Hi Guys!
Need help with this physics problem, I have no idea how to set it up or how to visualize it but would appreciate any help.
Instructions for finding a buried treasure include the following: Go 80 paces at 235°, turn to 130° and walk 115 paces, then travel 100 paces at 157°. Determine the resultant displacement from the starting point.
Thanks in advance!
You can do it on a piece of polar graph paper.
Or, you can break up each vector into N,E components, then add.
N component=Magnitude*cosTheta
E component=Magnitude*sinTheta.
It works every time.
To solve this problem, we need to break down the given instructions and calculate the resultant displacement.
1. Start by visualizing the starting point as the origin (0,0) on a coordinate plane.
2. Go 80 paces at 235° from the starting point. This means you need to move 80 units in the direction of 235°, which is 55° clockwise from the positive x-axis. To find the x and y components of this displacement, we can use trigonometric functions.
The x-component can be found by multiplying the distance (80 paces) by the cosine of the angle (235°):
x1 = 80 * cos(235°)
The y-component can be found by multiplying the distance (80 paces) by the sine of the angle (235°):
y1 = 80 * sin(235°)
3. Turn to 130° and walk 115 paces from the previous position. This means you need to move 115 units in the direction of 130°, which is 40° counterclockwise from the positive x-axis. Again, use trigonometric functions to find the x and y components of this displacement.
The x-component can be found by multiplying the distance (115 paces) by the cosine of the angle (130°):
x2 = 115 * cos(130°)
The y-component can be found by multiplying the distance (115 paces) by the sine of the angle (130°):
y2 = 115 * sin(130°)
4. Finally, travel 100 paces at 157° from the previous position.

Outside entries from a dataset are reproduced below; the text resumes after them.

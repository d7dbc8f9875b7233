use super::prices::preview;
use super::ui;
use crate::core::projection::{ProjectionRequest, ProjectionService};
use crate::core::simulator::{Resolution, SimulationResult};
use anyhow::Result;
use comfy_table::{Cell, CellAlignment};
use tracing::info;

const CURVE_ROWS: usize = 12;

fn plan_label(request: &ProjectionRequest) -> String {
    match (request.investment_type.as_deref(), request.frequency.as_deref()) {
        (Some("recurring"), Some(frequency)) => format!("recurring ({frequency})"),
        (Some(kind), _) => kind.to_string(),
        (None, _) => "N/A".to_string(),
    }
}

pub fn render(request: &ProjectionRequest, result: &SimulationResult) -> String {
    let mut summary = ui::new_styled_table();
    summary.set_header(vec![
        ui::header_cell("Asset"),
        ui::header_cell("Plan"),
        ui::header_cell("Invested"),
        ui::header_cell("Final value"),
        ui::header_cell("CAGR"),
        ui::header_cell("Yield"),
    ]);
    summary.add_row(vec![
        Cell::new(&request.asset),
        Cell::new(plan_label(request)),
        ui::amount_cell(result.total_invested),
        ui::amount_cell(result.final_value),
        ui::change_cell(result.cagr),
        ui::change_cell(result.yield_rate),
    ]);

    let mut curve = ui::new_styled_table();
    curve.set_header(vec![
        ui::header_cell("Years"),
        ui::header_cell("Invested"),
        ui::header_cell("Value"),
    ]);
    let invested = preview(&result.invested_curve, CURVE_ROWS);
    let value = preview(&result.value_curve, CURVE_ROWS);
    for (paid, held) in invested.into_iter().zip(value) {
        curve.add_row(vec![
            Cell::new(format!("{:.2}", paid.x)).set_alignment(CellAlignment::Right),
            ui::amount_cell(paid.y),
            ui::amount_cell(held.y),
        ]);
    }

    let years = request
        .years_ago
        .map_or_else(|| "?".to_string(), |y| y.to_string());
    format!(
        "Projection: {} over {} years\n\n{}\n\n{}\n{}",
        ui::style_text(&request.asset, ui::StyleType::Title),
        years,
        summary,
        curve,
        ui::style_text(
            &format!("{} chart points", result.value_curve.len()),
            ui::StyleType::Subtle
        )
    )
}

pub async fn run(
    service: &ProjectionService,
    request: &ProjectionRequest,
    resolution: Option<Resolution>,
    json: bool,
) -> Result<()> {
    info!(asset = %request.asset, "Calculating projection");

    let pb = ui::new_spinner("Fetching prices and simulating...");
    let result = match resolution {
        Some(resolution) => service.project_with(request, resolution).await,
        None => service.project(request).await,
    };
    pb.finish_and_clear();
    let result = result?;

    if json {
        println!("{}", serde_json::to_string_pretty(&result)?);
    } else {
        println!("{}", render(request, &result));
        println!(
            "\n{}: {}",
            ui::style_text("Final value", ui::StyleType::TotalLabel),
            ui::style_text(&ui::format_amount(result.final_value), ui::StyleType::TotalValue)
        );
    }
    Ok(())
}
//! Pricing abstractions

use crate::core::series::PriceSeries;
use anyhow::Result;
use async_trait::async_trait;

/// Source of historical daily prices.
///
/// `symbol` is whatever the implementation understands (a ticker, a region
/// code). Implementations own their retry and caching policy.
#[async_trait]
pub trait PriceSeriesProvider: Send + Sync {
    async fn fetch_price_series(&self, symbol: &str, lookback_days: u32) -> Result<PriceSeries>;
}
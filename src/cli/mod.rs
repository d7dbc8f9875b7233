pub mod assets;
pub mod calculate;
pub mod prices;
pub mod rates;
pub mod setup;
pub mod ui;
use tracing::level_filters::LevelFilter;
use tracing_subscriber::{
    EnvFilter, filter::Targets, fmt, prelude::__tracing_subscriber_SubscriberExt,
    util::SubscriberInitExt,
};

/// Installs the global subscriber. `verbose` turns on debug output for this crate;
/// `RUST_LOG` still controls everything else.
pub fn init_logging(verbose: bool) {
    let (level_filter, level) = if verbose {
        (LevelFilter::DEBUG, "debug")
    } else {
        (LevelFilter::WARN, "warn")
    };
    let app_filter = Targets::new()
        .with_target("longterm", level_filter)
        .with_target("tower_http", level_filter);
    let env_filter = EnvFilter::try_from_default_env().unwrap_or_else(|_| EnvFilter::new(level));

    tracing_subscriber::registry()
        .with(fmt::layer().pretty().without_time().with_writer(std::io::stderr))
        .with(app_filter)
        .with(env_filter)
        .init();
}
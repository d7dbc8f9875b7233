//! Core business logic abstractions

pub mod assets;
pub mod cache;
pub mod config;
pub mod currency;
pub mod error;
pub mod log;
pub mod price;
pub mod projection;
pub mod series;
pub mod simulator;

// Re-export main types for cleaner imports
pub use assets::{AssetDefinition, AssetRegistry, AssetType};
pub use cache::{Cache, Clock, SystemClock};
pub use currency::{CurrencyRateProvider, ExchangeRateService, ExchangeRates};
pub use error::SimulationError;
pub use price::PriceSeriesProvider;
pub use projection::{ProjectionError, ProjectionRequest, ProjectionService, RequestError};
pub use series::{PricePoint, PriceSeries};
pub use simulator::{
    Cadence, ContributionMode, ContributionPlan, DataPoint, Resolution, SimulationResult, simulate,
    simulate_with,
};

Follow the same process as before to calculate the x and y components of this displacement using trigonometric functions.
The x-component can be found by multiplying the distance (100 paces) by the cosine of the angle (157°):
x3 = 100 * cos(157°)
The y-component can be found by multiplying the distance (100 paces) by the sine of the angle (157°):
y3 = 100 * sin(157°)
5. To find the resultant displacement, add up the x and y components obtained from each step:
Resultant x-component (Rx) = x1 + x2 + x3
Resultant y-component (Ry) = y1 + y2 + y3
6. To determine the magnitude and direction of the resultant displacement, use the Pythagorean theorem and inverse trigonometric functions:
Resultant magnitude (R) = sqrt(Rx^2 + Ry^2)
Resultant direction = arctan(Ry / Rx)
By following these steps and plugging in the values from each step, you should be able to calculate the resultant displacement from the starting point.